Biochemical Society Transactions

Coenzymology: the biochemistry of vitamin biogenesis and cofactor-containing enzymes

Pantothenate biosynthesis in higher plants

K.M. Coxon, E. Chakauya, H.H. Ottenhof, H.M. Whitney, T.L. Blundell, C. Abell, A.G. Smith


Pantothenate (vitamin B5) is a water-soluble vitamin essential for the synthesis of CoA and ACP (acyl-carrier protein, cofactors in energy yielding reactions including carbohydrate metabolism and fatty acid synthesis. Pantothenate is synthesized de novo by plants and micro-organisms; however, animals obtain the vitamin through their diet. Utilizing our knowledge of the pathway in Escherichia coli, we have discovered and cloned genes encoding the first and last enzymes of the pathway from Arabidopsis, panB1, panB2 and panC. It is unlikely that there is a homologue of the E. coli panD gene, therefore plants must make β-alanine by an alternative route. Possible candidates for the remaining gene, panE, are being investigated. GFP (green fluorescent protein) fusions of the three identified plant enzymes have been generated and the subcellular localization of the enzymes studied. Work is now being performed to elucidate expression patterns of the transcripts and characterize the proteins encoded by these genes.

  • Arabidopsis
  • higher plants
  • ketopantotate hydroxymethyltransferase (KPHMT)
  • pantothenate biosynthesis
  • pantothenate synthetase
  • subcelluar localization


Pantothenate or pantothenic acid is a water-soluble vitamin more commonly referred to as vitamin B5. It is synthesized by micro-organisms and plants; however, it is necessary for animals to obtain it through their diet [1]. The word pantothenate is derived from the Greek word pantos, meaning everywhere, due to it being found in most foodstuffs [2]. This fact is supported by a lack of pantothenate deficiencies reported in nature. Pantothenate is the precursor of the 4′-phosphopantetheine moiety of CoA and ACP (acyl-carrier protein) [3]. CoA and ACP are found in all cell types, with CoA playing an essential role in central metabolism such as the tricarboxylic acid cycle, fatty acid oxidation and isoprenoid biosynthesis, and ACP involved in the synthesis of lipids. In plants CoA is also important in many aspects of secondary metabolism, including lignin biosynthesis.

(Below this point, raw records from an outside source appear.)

#[cfg(test)]
mod tests {
    use super::*;
    use crate::fake::{self, FakeImage};

    fn v2_target(kind: FmuKind) -> BindingTarget {
        BindingTarget {
            generation: InterfaceGeneration::V2,
            kind,
            model_identifier: "fake".into(),
            capabilities: KindCapabilities::default(),
        }
    }

    #[test]
    fn symbol_names_per_generation() {
        let mut target = v2_target(FmuKind::CoSimulation);
        assert_eq!(target.symbol_name("DoStep"), "fmi2DoStep");
        target.generation = InterfaceGeneration::V1;
        target.model_identifier = "bouncingBall".into();
        assert_eq!(target.symbol_name("DoStep"), "bouncingBall_fmiDoStep");
    }

    #[test]
    fn spec_from_model() {
        let md = fake::model_description(InterfaceGeneration::V2);
        let target = BindingTarget::for_model(&md, FmuKind::CoSimulation).unwrap();
        assert_eq!(target.model_identifier, "fake");

        assert!(BindingTarget::for_model(&md, FmuKind::ModelExchange).is_ok());

        let md = fake::model_description_cs_only(InterfaceGeneration::V2);
        let err = BindingTarget::for_model(&md, FmuKind::ModelExchange).unwrap_err();
        assert!(matches!(err, BindError::UnsupportedKind { .. }));
    }

    #[test]
    fn binds_complete_v2_binary() {
        let mut table = BindingTable::new(v2_target(FmuKind::CoSimulation));
        table.bind(Box::new(FakeImage::v2())).unwrap();
        assert!(table.is_bound());
        let Some(Operations::V2(ops)) = table.operations() else {
            panic!("expected generation two operations");
        };
        assert!(ops.do_step.is_some());
        // Model-exchange slots are not resolved for a co-simulation bind.
        assert!(ops.set_time.is_none());
    }

    #[test]
    fn missing_step_symbol_fails_bind() {
        let mut table = BindingTable::new(v2_target(FmuKind::CoSimulation));
        let image = FakeImage::v2().without("fmi2DoStep");
        let err = table.bind(Box::new(image)).unwrap_err();
        match err {
            BindError::SymbolMissing { symbol } => assert_eq!(symbol, "fmi2DoStep"),
            other => panic!("unexpected error: {other}"),
        }
        assert!(!table.is_bound());
        assert!(table.operations().is_none());
        assert_eq!(table.dispatch("DoStep", |_| Some(0)), Status::Error);
    }

    #[test]
    fn capability_flags_make_state_symbols_mandatory() {
        let mut target = v2_target(FmuKind::CoSimulation);
        let image = FakeImage::v2().without("fmi2GetFMUstate");

        // Without the capability the symbol is optional.
        let mut table = BindingTable::new(target.clone());
        table.bind(Box::new(image.clone())).unwrap();

        target.capabilities.can_get_and_set_fmu_state = true;
        let mut table = BindingTable::new(target);
        let err = table.bind(Box::new(image)).unwrap_err();
        assert!(matches!(err, BindError::SymbolMissing { symbol } if symbol == "fmi2GetFMUstate"));
    }

    #[test]
    fn second_bind_is_rejected() {
        let mut table = BindingTable::new(v2_target(FmuKind::CoSimulation));
        table.bind(Box::new(FakeImage::v2())).unwrap();
        let err = table.bind(Box::new(FakeImage::v2())).unwrap_err();
        assert!(matches!(err, BindError::AlreadyBound));
    }

    #[test]
    fn unload_is_idempotent() {
        let mut table = BindingTable::new(v2_target(FmuKind::CoSimulation));
        table.unload();
        table.bind(Box::new(FakeImage::v2())).unwrap();
        table.unload();
        table.unload();
        assert!(!table.is_bound());
        assert!(table.location().is_none());
    }

    #[test]
    fn dispatch_translates_status() {
        let mut table = BindingTable::new(v2_target(FmuKind::CoSimulation));
        assert_eq!(table.dispatch("Reset", |_| Some(0)), Status::Error);

        table.bind(Box::new(FakeImage::v2())).unwrap();
        assert_eq!(table.dispatch("Reset", |_| Some(1)), Status::Warning);
        assert_eq!(table.dispatch("SetTime", |_| None), Status::Error);
    }

    #[test]
    fn v1_slave_binds_prefixed_symbols() {
        let target = BindingTarget {
            generation: InterfaceGeneration::V1,
            kind: FmuKind::CoSimulation,
            model_identifier: "fake".into(),
            capabilities: KindCapabilities::default(),
        };
        let mut table = BindingTable::new(target.clone());
        table.bind(Box::new(FakeImage::v1_slave("fake"))).unwrap();
        assert_eq!(table.operations().unwrap().generation(), InterfaceGeneration::V1);

        // Wrong prefix: nothing resolves.
        let mut table = BindingTable::new(target);
        let err = table.bind(Box::new(FakeImage::v1_slave("other"))).unwrap_err();
        assert!(matches!(err, BindError::SymbolMissing { symbol } if symbol == "fake_fmiGetTypesPlatform"));
    }

    #[test]
    fn load_missing_library() {
        let err = BindingTable::load(
            Path::new("/nonexistent/binaries/linux64/fake.so"),
            v2_target(FmuKind::CoSimulation),
        )
        .unwrap_err();
        assert!(matches!(err, BindError::ImageNotFound { .. }));
    }
}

From two aspects, the pantothenate pathway is of great commercial interest. Firstly, the synthesis of pantothenate for addition to cosmetics, such as hand cream and shampoo, or to be sold as a vitamin supplement, is carried out on a large scale, yielding approx. 5000 tons/year [4]. However, this can be an expensive process due to the necessity of separating the biologically active D-pantothenate from the L-form in the racemic mixture. Overexpression of pantothenate in plants and micro-organisms would not require this purification step and so, after optimization, may result in more economical production of the vitamin. Secondly, as pantothenate biosynthesis occurs in plants and micro-organisms and not in animals, the enzymes of the pathway are ideal targets of potential herbicides, fungicides and antibiotics.

The pantothenate pathway was first elucidated in Escherichia coli where it is best understood, and known to consist of four enzymatic steps in two separate branches (see [26]). The initial step of the pathway involves the transfer of a hydroxymethyl group from 5,10-methylene tetrahydrofolate to α-KIVA (α-ketoisovalerate) generating ketopantoate, catalysed by KPHMT (ketopantoate hydroxymethyltransferase). Ketopantoate is reduced to pantoate by KPR (ketopantoate reductase) [5] in an NADPH-dependent reaction. β-Alanine is formed by decarboxylation of L-aspartate catalysed by L-aspartate-α-decarboxylase in a separate branch of the pathway [6]. Formation of pantothenate in the final step of the pathway occurs through an ATP-dependent condensation reaction between pantoate and β-alanine carried out by PS (pantothenate synthetase) [7].

Biochemical studies of the pantothenate pathway in plants

The first indication of the presence of the pantothenate pathway in plants came from the identification of a pantothenaterequiring auxotroph of Datura innoxia (thorn apple) [8,9]. Growth of the mutant tissue culture cells was supported by addition of ketopantoate, pantoate and pantothenate to the growth medium. However, addition of α-KIVA had no effect indicating a deficiency in the capacity to convert α-KIVA to ketopantoate, in other words absent or defective KPHMT. In order to determine whether functional KPHMT was present in the mutant line, Sahi et al. [9] attempted to assay the activity of the enzyme, but the activity of KPHMT could not be reliably detected in either the auxotroph or the wild-type.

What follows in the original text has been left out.